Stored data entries
· · · · · · ·

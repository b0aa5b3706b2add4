//! Grant type handlers for the authorization endpoint.
//!
//! Each [`GrantType`] owns one `response_type`. The shared request state machine
//! lives in [`flow`]; handlers only decide what an approved request produces.

mod authorization_code;
mod flow;
mod implicit;

use std::sync::Arc;

pub use authorization_code::AuthorizationCodeGrant;
pub use implicit::ImplicitGrant;
use serde::Deserialize;

use crate::error::OAuthResult;
use crate::identity::IdentityId;
use crate::models::Client;
use crate::nonce::NonceSigner;
use crate::pkce::CodeChallenge;
use crate::registry::ClientRegistry;
use crate::tokens::TokenStore;

/// Query parameters of an authorization request.
#[derive(Debug, Clone, Default, Deserialize)]
pub struct AuthorizationRequest {
    pub response_type: Option<String>,
    pub client_id: Option<String>,
    pub redirect_uri: Option<String>,
    pub scope: Option<String>,
    pub state: Option<String>,
    pub code_challenge: Option<String>,
    pub code_challenge_method: Option<String>,
}

/// The resource owner's answer from the approval form.
#[derive(Debug, Clone, Default, Deserialize)]
pub struct DecisionForm {
    #[serde(rename = "_wpnonce")]
    pub nonce: Option<String>,
    #[serde(rename = "wp-submit")]
    pub action: Option<String>,
}

/// An authorization request whose client, redirect URI and PKCE are valid.
#[derive(Debug, Clone, PartialEq, Eq)]
pub struct ValidatedRequest {
    pub response_type: String,
    pub redirect_uri: String,
    pub scope: Option<String>,
    pub state: Option<String>,
    pub pkce: Option<CodeChallenge>,
}

/// A request waiting for the resource owner's decision.
#[derive(Debug, Clone)]
pub struct PendingAuthorization {
    pub client: Client,
    pub request: ValidatedRequest,
    /// Anti-forgery token to embed in the form.
    pub nonce: String,
}

/// Result of driving an authorization request.
#[derive(Debug, Clone)]
pub enum AuthorizationOutcome {
    /// Send the user agent back to the client.
    Redirect(String),
    /// Nobody is logged in; send the user agent here first.
    LoginRequired(String),
    /// Ask the resource owner to approve or deny.
    RenderForm(PendingAuthorization),
}

/// Where redirect arguments are placed.
#[derive(Debug, Clone, Copy, PartialEq, Eq)]
pub enum Delivery {
    Query,
    Fragment,
}

/// Ordered redirect arguments.
pub type RedirectArgs = Vec<(String, String)>;

/// Hook that may rewrite redirect arguments before they are serialised.
pub trait RedirectArgsTransformer: Send + Sync {
    fn transform(&self, grant: &str, client: &Client, args: &mut RedirectArgs);
}

/// Collaborators shared by every grant handler.
#[derive(Clone)]
pub struct GrantContext {
    pub registry: ClientRegistry,
    pub tokens: TokenStore,
    pub nonces: NonceSigner,
    /// Require PKCE on every authorization request.
    pub force_pkce: bool,
    pub transformers: Vec<Arc<dyn RedirectArgsTransformer>>,
}

impl GrantContext {
    #[must_use]
    pub fn new(registry: ClientRegistry, tokens: TokenStore, nonces: NonceSigner) -> Self {
        Self { registry, tokens, nonces, force_pkce: false, transformers: Vec::new() }
    }

    #[must_use]
    pub fn with_force_pkce(mut self, force: bool) -> Self {
        self.force_pkce = force;
        self
    }

    #[must_use]
    pub fn with_transformer(mut self, transformer: Arc<dyn RedirectArgsTransformer>) -> Self {
        self.transformers.push(transformer);
        self
    }
}

impl std::fmt::Debug for GrantContext {
    fn fmt(&self, f: &mut std::fmt::Formatter<'_>) -> std::fmt::Result {
        f.debug_struct("GrantContext")
            .field("force_pkce", &self.force_pkce)
            .field("transformers", &self.transformers.len())
            .finish_non_exhaustive()
    }
}

/// A pluggable authorization grant.
#[async_trait::async_trait]
pub trait GrantType: Send + Sync {
    /// Grant type name advertised in the API index.
    fn name(&self) -> &'static str;

    /// The `response_type` routed to this handler.
    fn response_type_code(&self) -> &'static str;

    fn delivery(&self) -> Delivery;

    /// Produce the redirect arguments for an approved request.
    async fn approve(
        &self,
        ctx: &GrantContext,
        client: &Client,
        identity: &IdentityId,
        request: &ValidatedRequest,
    ) -> OAuthResult<RedirectArgs>;

    /// Drive an authorization request through validation and the user's decision.
    ///
    /// `login_url` is where an anonymous user is sent; it should replay the
    /// current request after login.
    async fn handle_authorization_request(
        &self,
        ctx: &GrantContext,
        request: &AuthorizationRequest,
        form: Option<&DecisionForm>,
        identity: Option<&IdentityId>,
        login_url: &str,
    ) -> OAuthResult<AuthorizationOutcome> {
        flow::run(self, ctx, request, form, identity, login_url).await
    }
}

/// Grant handlers keyed by `response_type`.
#[derive(Clone, Default)]
pub struct GrantRegistry {
    grants: Vec<Arc<dyn GrantType>>,
}

impl GrantRegistry {
    #[must_use]
    pub fn new() -> Self {
        Self::default()
    }

    /// Registry with the authorization-code and implicit grants.
    #[must_use]
    pub fn with_defaults() -> Self {
        let mut registry = Self::new();
        registry.register(Arc::new(AuthorizationCodeGrant));
        registry.register(Arc::new(ImplicitGrant));
        registry
    }

    /// Add a handler. A later handler for the same `response_type` wins.
    pub fn register(&mut self, grant: Arc<dyn GrantType>) {
        tracing::debug!(
            grant = grant.name(),
            response_type = grant.response_type_code(),
            "Registered grant type"
        );
        self.grants.push(grant);
    }

    #[must_use]
    pub fn for_response_type(&self, response_type: &str) -> Option<Arc<dyn GrantType>> {
        self.grants.iter().rev().find(|g| g.response_type_code() == response_type).cloned()
    }

    /// Names of the registered grant types, in registration order.
    #[must_use]
    pub fn names(&self) -> Vec<&'static str> {
        let mut names = Vec::new();
        for grant in &self.grants {
            if !names.contains(&grant.name()) {
                names.push(grant.name());
            }
        }
        names
    }
}

impl std::fmt::Debug for GrantRegistry {
    fn fmt(&self, f: &mut std::fmt::Formatter<'_>) -> std::fmt::Result {
        f.debug_struct("GrantRegistry").field("grants", &self.names()).finish()
    }
}

#[cfg(test)]
mod tests {
    use super::*;

    #[test]
    fn test_default_registry() {
        let registry = GrantRegistry::with_defaults();
        assert_eq!(registry.names(), ["authorization_code", "implicit"]);
        assert_eq!(registry.for_response_type("code").unwrap().name(), "authorization_code");
        assert_eq!(registry.for_response_type("token").unwrap().delivery(), Delivery::Fragment);
        assert!(registry.for_response_type("id_token").is_none());
    }

    #[test]
    fn test_later_registration_wins() {
        struct CustomCode;

        #[async_trait::async_trait]
        impl GrantType for CustomCode {
            fn name(&self) -> &'static str {
                "custom_code"
            }
            fn response_type_code(&self) -> &'static str {
                "code"
            }
            fn delivery(&self) -> Delivery {
                Delivery::Query
            }
            async fn approve(
                &self,
                _ctx: &GrantContext,
                _client: &Client,
                _identity: &IdentityId,
                _request: &ValidatedRequest,
            ) -> OAuthResult<RedirectArgs> {
                Ok(vec![("code".into(), "custom".into())])
            }
        }

        let mut registry = GrantRegistry::with_defaults();
        registry.register(Arc::new(CustomCode));
        assert_eq!(registry.for_response_type("code").unwrap().name(), "custom_code");
        assert_eq!(registry.names().len(), 3);
    }
}
//! HTML pages for the authorization flow.

use crate::grant::PendingAuthorization;

const STYLE: &str = r#"<style>
body { font-family: -apple-system, BlinkMacSystemFont, "Segoe UI", Roboto, sans-serif; background: #f5f5f5; margin: 0; display: flex; justify-content: center; align-items: center; min-height: 100vh; }
.card { background: #fff; border-radius: 8px; box-shadow: 0 2px 8px rgba(0,0,0,0.1); padding: 32px; max-width: 400px; width: 100%; }
h1 { font-size: 20px; margin: 0 0 8px; color: #333; }
.subtitle { color: #666; font-size: 14px; margin: 0 0 24px; }
.error { background: #fee; border: 1px solid #c00; color: #c00; padding: 10px; border-radius: 4px; }
button { padding: 10px 16px; border: none; border-radius: 4px; font-size: 14px; font-weight: 500; cursor: pointer; margin-right: 10px; }
button[value="authorize"] { background: #4a90d9; color: #fff; }
button[value="cancel"] { background: #eee; color: #333; }
</style>"#;

/// Render the approval form for a pending authorization.
///
/// The form posts back to `action_url` so the original request parameters are
/// replayed alongside the decision.
pub fn render_authorize_page(
    pending: &PendingAuthorization,
    principal_name: &str,
    action_url: &str,
) -> String {
    format!(
        r#"<!DOCTYPE html>
<html lang="en">
<head>
<meta charset="utf-8">
<meta name="viewport" content="width=device-width,initial-scale=1">
<title>Authorize</title>
{STYLE}
</head>
<body>
<div class="card">
<form name="oauth2_authorize_form" id="oauth2_authorize_form" method="POST" action="{action}">
<h1>Connect {client_name}</h1>
<p class="subtitle">Howdy <strong>{principal}</strong>, <strong>{client_name}</strong> would like to connect to your account.</p>
<p class="subtitle">{description}</p>
<input type="hidden" name="_wpnonce" value="{nonce}">
<button type="submit" name="wp-submit" value="authorize">Authorize</button>
<button type="submit" name="wp-submit" value="cancel">Cancel</button>
</form>
</div>
</body>
</html>"#,
        action = html_escape(action_url),
        client_name = html_escape(&pending.client.name),
        principal = html_escape(principal_name),
        description = html_escape(&pending.client.description),
        nonce = html_escape(&pending.nonce),
    )
}

/// Render a terminal error of the authorization flow.
pub fn render_error_page(code: &str, message: &str) -> String {
    format!(
        r#"<!DOCTYPE html>
<html lang="en">
<head>
<meta charset="utf-8">
<title>Authorization error</title>
{STYLE}
</head>
<body>
<div class="card">
<h1>Authorization error</h1>
<div class="error" data-code="{code}">{message}</div>
</div>
</body>
</html>"#,
        code = html_escape(code),
        message = html_escape(message),
    )
}

/// Escape HTML special characters.
fn html_escape(s: &str) -> String {
    s.replace('&', "&amp;")
        .replace('<', "&lt;")
        .replace('>', "&gt;")
        .replace('"', "&quot;")
        .replace('\'', "&#x27;")
}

· · · · · · ·

Exercise aim: Copy out every line in the records where the word "bool" is found.

Expected output:
    pub force_pkce: bool,
    pub fn with_force_pkce(mut self, force: bool) -> Self {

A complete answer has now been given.